= EXERCISE =
In the data below, count how many lines contain "dimensions" and give that number by itself.

= GIVEN DATA =
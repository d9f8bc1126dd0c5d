//! Builds the reference shapes and prints their area and perimeter
//!
//! Usage: plana-demo [precision]

use plana_core::{render_table, ReportConfig, Shape, ShapeFactory, ShapeResult};
use tracing::{error, info};
use tracing_subscriber::EnvFilter;

fn build_shapes() -> ShapeResult<Vec<Shape<f64>>> {
    Ok(vec![
        ShapeFactory::create_circle(3.5)?,
        ShapeFactory::create_rectangle(4.0, 2.5)?,
        ShapeFactory::create_square(5.0)?,
        ShapeFactory::create_triangle(3.0, 4.0, 5.0)?,
        ShapeFactory::create_isosceles_triangle(6.0, 4.0)?,
        ShapeFactory::create_equilateral_triangle(2.5)?,
    ])
}

fn main() -> Result<(), Box<dyn std::error::Error>> {
    tracing_subscriber::fmt()
        .with_env_filter(
            EnvFilter::try_from_default_env().unwrap_or_else(|_| EnvFilter::new("warn")),
        )
        .with_writer(std::io::stderr)
        .init();

    let mut config = ReportConfig::default();
    if let Some(arg) = std::env::args().nth(1) {
        config = config.with_precision(arg.parse()?);
    }

    let shapes = build_shapes().map_err(|e| {
        error!("shape construction failed: {}", e);
        e
    })?;
    info!(count = shapes.len(), precision = config.precision, "shapes built");

    print!("{}", render_table(&shapes, &config));

    Ok(())
}
//! Shape kinds and their closed-form measurements
//!
//! plana models shapes as a tagged variant rather than a trait-object
//! hierarchy:
//! - Circle: radius
//! - Rectangle: length and breadth (a square has both equal)
//! - Triangle: three sides (isosceles and equilateral are special cases)
//!
//! Each dimension record implements [`Measure`], which splits measurement
//! into cross-field validation and formula derivation. [`ShapeKind::measure`]
//! is the single dispatch point over the tag.

use tracing::warn;

use crate::{ShapeError, ShapeFloat, ShapeResult};

/// The two derived scalars of a shape
#[derive(Clone, Copy, Debug, PartialEq)]
pub struct Metrics<F> {
    pub area: F,
    pub perimeter: F,
}

/// Validation and derivation for one kind of shape.
///
/// Individual dimensions are already known to be finite and positive when a
/// record exists; `validate` only checks invariants spanning several fields.
pub trait Measure<F: ShapeFloat> {
    /// Check cross-field invariants
    fn validate(&self) -> ShapeResult<()>;

    /// Apply the closed-form formulas. Only meaningful after `validate`.
    fn derive(&self) -> Metrics<F>;

    /// Validate, then derive
    fn measure(&self) -> ShapeResult<Metrics<F>> {
        self.validate()?;
        Ok(self.derive())
    }
}

/// Circle dimensions
#[derive(Clone, Copy, Debug, PartialEq)]
pub struct CircleDims<F> {
    pub radius: F,
}

impl<F: ShapeFloat> Measure<F> for CircleDims<F> {
    fn validate(&self) -> ShapeResult<()> {
        Ok(())
    }

    fn derive(&self) -> Metrics<F> {
        let r = self.radius;
        Metrics {
            area: F::PI() * r * r,
            perimeter: F::two() * F::PI() * r,
        }
    }
}

/// Rectangle dimensions
#[derive(Clone, Copy, Debug, PartialEq)]
pub struct RectangleDims<F> {
    pub length: F,
    pub breadth: F,
}

impl<F: ShapeFloat> Measure<F> for RectangleDims<F> {
    fn validate(&self) -> ShapeResult<()> {
        Ok(())
    }

    fn derive(&self) -> Metrics<F> {
        Metrics {
            area: self.length * self.breadth,
            perimeter: F::two() * (self.length + self.breadth),
        }
    }
}

/// Triangle side lengths.
///
/// The area uses Heron's formula, which loses relative precision for
/// needle-like triangles (one side close to the sum of the other two): the
/// factors `s - x` suffer cancellation. Results for such inputs may carry a
/// large relative error. The radicand is clamped at zero so rounding never
/// yields NaN.
#[derive(Clone, Copy, Debug, PartialEq)]
pub struct TriangleDims<F> {
    pub a: F,
    pub b: F,
    pub c: F,
}

impl<F: ShapeFloat> TriangleDims<F> {
    /// Strict triangle inequality over the three sides
    pub fn satisfies_inequality(&self) -> bool {
        let (a, b, c) = (self.a, self.b, self.c);
        a + b > c && a + c > b && b + c > a
    }

    /// Half the perimeter
    pub fn semi_perimeter(&self) -> F {
        (self.a + self.b + self.c) / F::two()
    }
}

impl<F: ShapeFloat> Measure<F> for TriangleDims<F> {
    fn validate(&self) -> ShapeResult<()> {
        if self.satisfies_inequality() {
            return Ok(());
        }

        warn!(a = %self.a, b = %self.b, c = %self.c, "triangle inequality violated");
        Err(ShapeError::InvalidGeometry {
            a: self.a.to_diagnostic(),
            b: self.b.to_diagnostic(),
            c: self.c.to_diagnostic(),
        })
    }

    fn derive(&self) -> Metrics<F> {
        let s = self.semi_perimeter();
        let radicand = s * (s - self.a) * (s - self.b) * (s - self.c);
        Metrics {
            area: radicand.max(F::zero()).sqrt(),
            perimeter: self.a + self.b + self.c,
        }
    }
}

/// Shape kind, tagged with its validated dimensions
#[derive(Clone, Copy, Debug, PartialEq)]
pub enum ShapeKind<F> {
    Circle(CircleDims<F>),
    Rectangle(RectangleDims<F>),
    Triangle(TriangleDims<F>),
}

impl<F: ShapeFloat> ShapeKind<F> {
    /// Measure this shape, dispatching on the kind
    pub fn measure(&self) -> ShapeResult<Metrics<F>> {
        match self {
            ShapeKind::Circle(dims) => dims.measure(),
            ShapeKind::Rectangle(dims) => dims.measure(),
            ShapeKind::Triangle(dims) => dims.measure(),
        }
    }

    /// Short label of the kind
    pub fn name(&self) -> &'static str {
        match self {
            ShapeKind::Circle(_) => "circle",
            ShapeKind::Rectangle(_) => "rectangle",
            ShapeKind::Triangle(_) => "triangle",
        }
    }

    /// Rectangle with equal length and breadth
    pub fn is_square(&self) -> bool {
        matches!(self, ShapeKind::Rectangle(d) if d.length == d.breadth)
    }

    /// Triangle with at least two equal sides
    pub fn is_isosceles(&self) -> bool {
        matches!(self, ShapeKind::Triangle(d) if d.a == d.b || d.a == d.c || d.b == d.c)
    }

    /// Triangle with three equal sides
    pub fn is_equilateral(&self) -> bool {
        matches!(self, ShapeKind::Triangle(d) if d.a == d.b && d.b == d.c)
    }
}
//! Shape - the read-only product of a successful build

use std::fmt;

use tracing::debug;

use crate::{Metrics, ShapeFloat, ShapeKind, ShapeResult};

/// A fully measured shape.
///
/// A `Shape` exists only once its dimensions passed validation and its
/// metrics were derived, so area and perimeter are always meaningful. There
/// is no way to mutate one; build a new shape instead.
#[derive(Clone, Copy, Debug, PartialEq)]
pub struct Shape<F> {
    kind: ShapeKind<F>,
    metrics: Metrics<F>,
}

impl<F: ShapeFloat> Shape<F> {
    /// Measure `kind` and wrap the result
    pub(crate) fn measure(kind: ShapeKind<F>) -> ShapeResult<Self> {
        let metrics = kind.measure()?;
        debug!(
            kind = kind.name(),
            area = %metrics.area,
            perimeter = %metrics.perimeter,
            "shape computed"
        );
        Ok(Shape { kind, metrics })
    }

    /// Enclosed area
    #[inline]
    pub fn area(&self) -> F {
        self.metrics.area
    }

    /// Boundary length
    #[inline]
    pub fn perimeter(&self) -> F {
        self.metrics.perimeter
    }

    /// Both derived scalars
    #[inline]
    pub fn metrics(&self) -> Metrics<F> {
        self.metrics
    }

    /// Kind and validated dimensions
    #[inline]
    pub fn kind(&self) -> &ShapeKind<F> {
        &self.kind
    }

    /// Short label of the kind
    pub fn name(&self) -> &'static str {
        self.kind.name()
    }
}

impl<F: ShapeFloat> fmt::Display for Shape<F> {
    fn fmt(&self, f: &mut fmt::Formatter<'_>) -> fmt::Result {
        write!(
            f,
            "{} (area {}, perimeter {})",
            self.name(),
            self.area(),
            self.perimeter()
        )
    }
}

= EXERCISE SOLUTION =
6